Twelve years ago, feeling tired and weak, Henrietta visited a nutritionist. The appointment did not just improve her diet and health but also the path of her life. She quit her job and re-trained as a nutritionist, and over a decade later she is now an expert in her field specialising in women and children's nutrition, pregnancy and fertility. A health writer and author of 'Take Control of Your Endometriosis' as well as co-founder of Food-State supplement brand Wild Nutrition , how did she get where she is and how does she balance it all? Read on to find out...
Why did you decide to specialise in nutrition?
I was drawn to this area of nutrition for two reasons. Firstly, it was my own experience of the condition endometriosis that focused my attention to women’s hormonal health. I was told by many medical professionals that it was ‘incurable’ and I was unlikely to be able to conceive naturally. I was determined to change this prognosis and have done so through nutrition - this fuelled my passion to help others. Secondly, I am a mother of three young ankle-biters myself and so I am both professionally and personally interested in nurturing a child’s health from pre-conception right through to their teenage years. The influence of our pre-conceptual and prenatal health on the health of our babies in later life is gathering more interest from researchers at the moment too so it's a very interesting area to specialise in.
When was your big break?
I think this would have to be when I was listed as a ‘top 10 health guru to have on your speed dial’ by ES Magazine about eight years ago. It didn't change the way I worked or how I felt about my work but it made more people aware of me and the work I do.

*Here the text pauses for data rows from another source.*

//! Second-order mechanical systems: M*ẍ + C*ẋ + K*x = f(t).
//!
//! A [`MechanicalSystem`] owns the three N×N matrices. Construction checks
//! shapes and finiteness only; invertibility of the mass matrix is checked
//! when the state space is built.

use nalgebra::DMatrix;
use std::f64::consts::PI;

use crate::error::{MsdError, Result};

/// Lumped mass-spring-damper system with N degrees of freedom.
#[derive(Debug, Clone, PartialEq)]
pub struct MechanicalSystem {
    mass: DMatrix<f64>,
    damping: DMatrix<f64>,
    stiffness: DMatrix<f64>,
}

/// Parameters of one single-DOF oscillator.
#[derive(Debug, Clone, Copy, PartialEq)]
pub struct Oscillator {
    pub mass: f64,
    pub damping: f64,
    pub stiffness: f64,
}

impl Oscillator {
    /// Oscillator whose undamped natural frequency is `frequency_hz`.
    ///
    /// k = m * (2πf)²
    pub fn tuned(mass: f64, damping: f64, frequency_hz: f64) -> Self {
        let omega = 2.0 * PI * frequency_hz;
        Self {
            mass,
            damping,
            stiffness: mass * omega * omega,
        }
    }

    /// Undamped natural frequency in Hz.
    pub fn natural_frequency_hz(&self) -> f64 {
        (self.stiffness / self.mass).sqrt() / (2.0 * PI)
    }
}

fn check_matrix(name: &str, matrix: &DMatrix<f64>, n: usize) -> Result<()> {
    if matrix.nrows() != matrix.ncols() {
        return Err(MsdError::config(format!(
            "{} matrix must be square, got {}x{}",
            name,
            matrix.nrows(),
            matrix.ncols()
        )));
    }
    if matrix.nrows() != n {
        return Err(MsdError::config(format!(
            "{} matrix is {}x{} but the system has {} degrees of freedom",
            name,
            matrix.nrows(),
            matrix.ncols(),
            n
        )));
    }
    if matrix.iter().any(|v| !v.is_finite()) {
        return Err(MsdError::config(format!(
            "{} matrix contains non-finite entries",
            name
        )));
    }
    Ok(())
}

impl MechanicalSystem {
    /// Create a system from mass, damping and stiffness matrices.
    ///
    /// # Errors
    /// Returns `MsdError::Configuration` if a matrix is not square, the
    /// sizes disagree, or an entry is NaN/infinite.
    pub fn new(
        mass: DMatrix<f64>,
        damping: DMatrix<f64>,
        stiffness: DMatrix<f64>,
    ) -> Result<Self> {
        let n = mass.nrows();
        check_matrix("Mass", &mass, n)?;
        check_matrix("Damping", &damping, n)?;
        check_matrix("Stiffness", &stiffness, n)?;
        Ok(Self {
            mass,
            damping,
            stiffness,
        })
    }

    /// The "not yet configured" system with zero degrees of freedom.
    pub fn empty() -> Self {
        Self {
            mass: DMatrix::zeros(0, 0),
            damping: DMatrix::zeros(0, 0),
            stiffness: DMatrix::zeros(0, 0),
        }
    }

    /// Create a system from dense row-major slices of length n*n.
    pub fn from_row_major(n: usize, mass: &[f64], damping: &[f64], stiffness: &[f64]) -> Result<Self> {
        let to_matrix = |name: &str, data: &[f64]| -> Result<DMatrix<f64>> {
            if data.len() != n * n {
                return Err(MsdError::config(format!(
                    "{} data has {} entries, expected {} for a {}x{} matrix",
                    name,
                    data.len(),
                    n * n,
                    n,
                    n
                )));
            }
            Ok(DMatrix::from_row_slice(n, n, data))
        };
        Self::new(
            to_matrix("Mass", mass)?,
            to_matrix("Damping", damping)?,
            to_matrix("Stiffness", stiffness)?,
        )
    }

    /// Single-DOF system.
    pub fn single_dof(oscillator: Oscillator) -> Result<Self> {
        Self::from_row_major(
            1,
            &[oscillator.mass],
            &[oscillator.damping],
            &[oscillator.stiffness],
        )
    }

    /// Primary mass on ground with a tuned mass damper mounted on top.
    ///
    /// DOF 0 is the primary mass, DOF 1 the absorber.
    pub fn tuned_mass_damper(primary: Oscillator, absorber: Oscillator) -> Result<Self> {
        let (m1, c1, k1) = (primary.mass, primary.damping, primary.stiffness);
        let (m2, c2, k2) = (absorber.mass, absorber.damping, absorber.stiffness);
        Self::from_row_major(
            2,
            &[m1, 0.0, 0.0, m2],
            &[c1 + c2, -c2, -c2, c2],
            &[k1 + k2, -k2, -k2, k2],
        )
    }

    /// Chain of point masses: an optional ground spring/damper on DOF 0 and
    /// one spring/damper pair between each pair of neighbours.
    ///
    /// `link_*` slices hold `masses.len() - 1` entries; missing entries count
    /// as zero.
    pub fn chain(
        masses: &[f64],
        ground_stiffness: f64,
        ground_damping: f64,
        link_stiffness: &[f64],
        link_damping: &[f64],
    ) -> Result<Self> {
        let n = masses.len();
        let mass = DMatrix::from_diagonal(&nalgebra::DVector::from_column_slice(masses));
        let mut stiffness = DMatrix::zeros(n, n);
        let mut damping = DMatrix::zeros(n, n);

        if n > 0 {
            stiffness[(0, 0)] += ground_stiffness;
            damping[(0, 0)] += ground_damping;
        }

        for i in 0..n.saturating_sub(1) {
            let k = link_stiffness.get(i).copied().unwrap_or(0.0);
            let c = link_damping.get(i).copied().unwrap_or(0.0);
            add_link(&mut stiffness, i, k);
            add_link(&mut damping, i, c);
        }

        Self::new(mass, damping, stiffness)
    }

    /// Number of degrees of freedom.
    pub fn num_dofs(&self) -> usize {
        self.mass.nrows()
    }

    pub fn is_empty(&self) -> bool {
        self.num_dofs() == 0
    }

    pub fn mass(&self) -> &DMatrix<f64> {
        &self.mass
    }

    pub fn damping(&self) -> &DMatrix<f64> {
        &self.damping
    }

    pub fn stiffness(&self) -> &DMatrix<f64> {
        &self.stiffness
    }

    /// Copy with the mass matrix replaced. The size must not change.
    pub fn with_mass(&self, mass: DMatrix<f64>) -> Result<Self> {
        check_matrix("Mass", &mass, self.num_dofs())?;
        Ok(Self {
            mass,
            ..self.clone()
        })
    }

    /// Copy with the damping matrix replaced. The size must not change.
    pub fn with_damping(&self, damping: DMatrix<f64>) -> Result<Self> {
        check_matrix("Damping", &damping, self.num_dofs())?;
        Ok(Self {
            damping,
            ..self.clone()
        })
    }

    /// Copy with the stiffness matrix replaced. The size must not change.
    pub fn with_stiffness(&self, stiffness: DMatrix<f64>) -> Result<Self> {
        check_matrix("Stiffness", &stiffness, self.num_dofs())?;
        Ok(Self {
            stiffness,
            ..self.clone()
        })
    }
}

/// Add the two-node stencil [[k, -k], [-k, k]] between DOF i and i+1.
fn add_link(matrix: &mut DMatrix<f64>, i: usize, value: f64) {
    if value == 0.0 {
        return;
    }
    matrix[(i, i)] += value;
    matrix[(i + 1, i + 1)] += value;
    matrix[(i, i + 1)] -= value;
    matrix[(i + 1, i)] -= value;
}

What does an average day look like for you (if there ever is one)?
Hold on to your seats, it's pretty chaotic! I have recently had our third child Oscar so the day begins quite early. Charlie, my husband and ‘rock’, makes me a cup of redbush tea whilst I feed Oscar and dig deep with creative ways to coax the older two into getting their school uniform on. It is an important ritual in our house to have breakfast together, usually porridge (each with different toppings!), and then walk/bike to school. 9am work begins and that will either be getting the train to London for a day of clinic, meetings or commuting to the bottom of our garden to our office shed to work on Wild Nutrition and my book Your Pregnancy in Nutrition Guide (Oscar comes to the shed too at the moment but that will be have to be re-assessed once crawling starts!). This all stops at 3pm when we collect the boys and restarts at 7.30pm for a last bout of work when they are in bed.
What do you enjoy most about your job?
It is an incredibly rewarding job. I am very often moved by the changes I see in clients and the courage and determination they themselves have shown in achieving them. Nutritional medicine is also a fast growing area of research and there is ALWAYS something new to learn, read and digest. I love that, it's fuel!
Are there any aspects of your job that you find challenging?
Probably the fact that there is always new research to keep abreast of… I find it so interesting I can’t not ‘dig down’ into the nitty gritty. Also the familiar ‘work, life balance’ can be a challenge on a daily basis.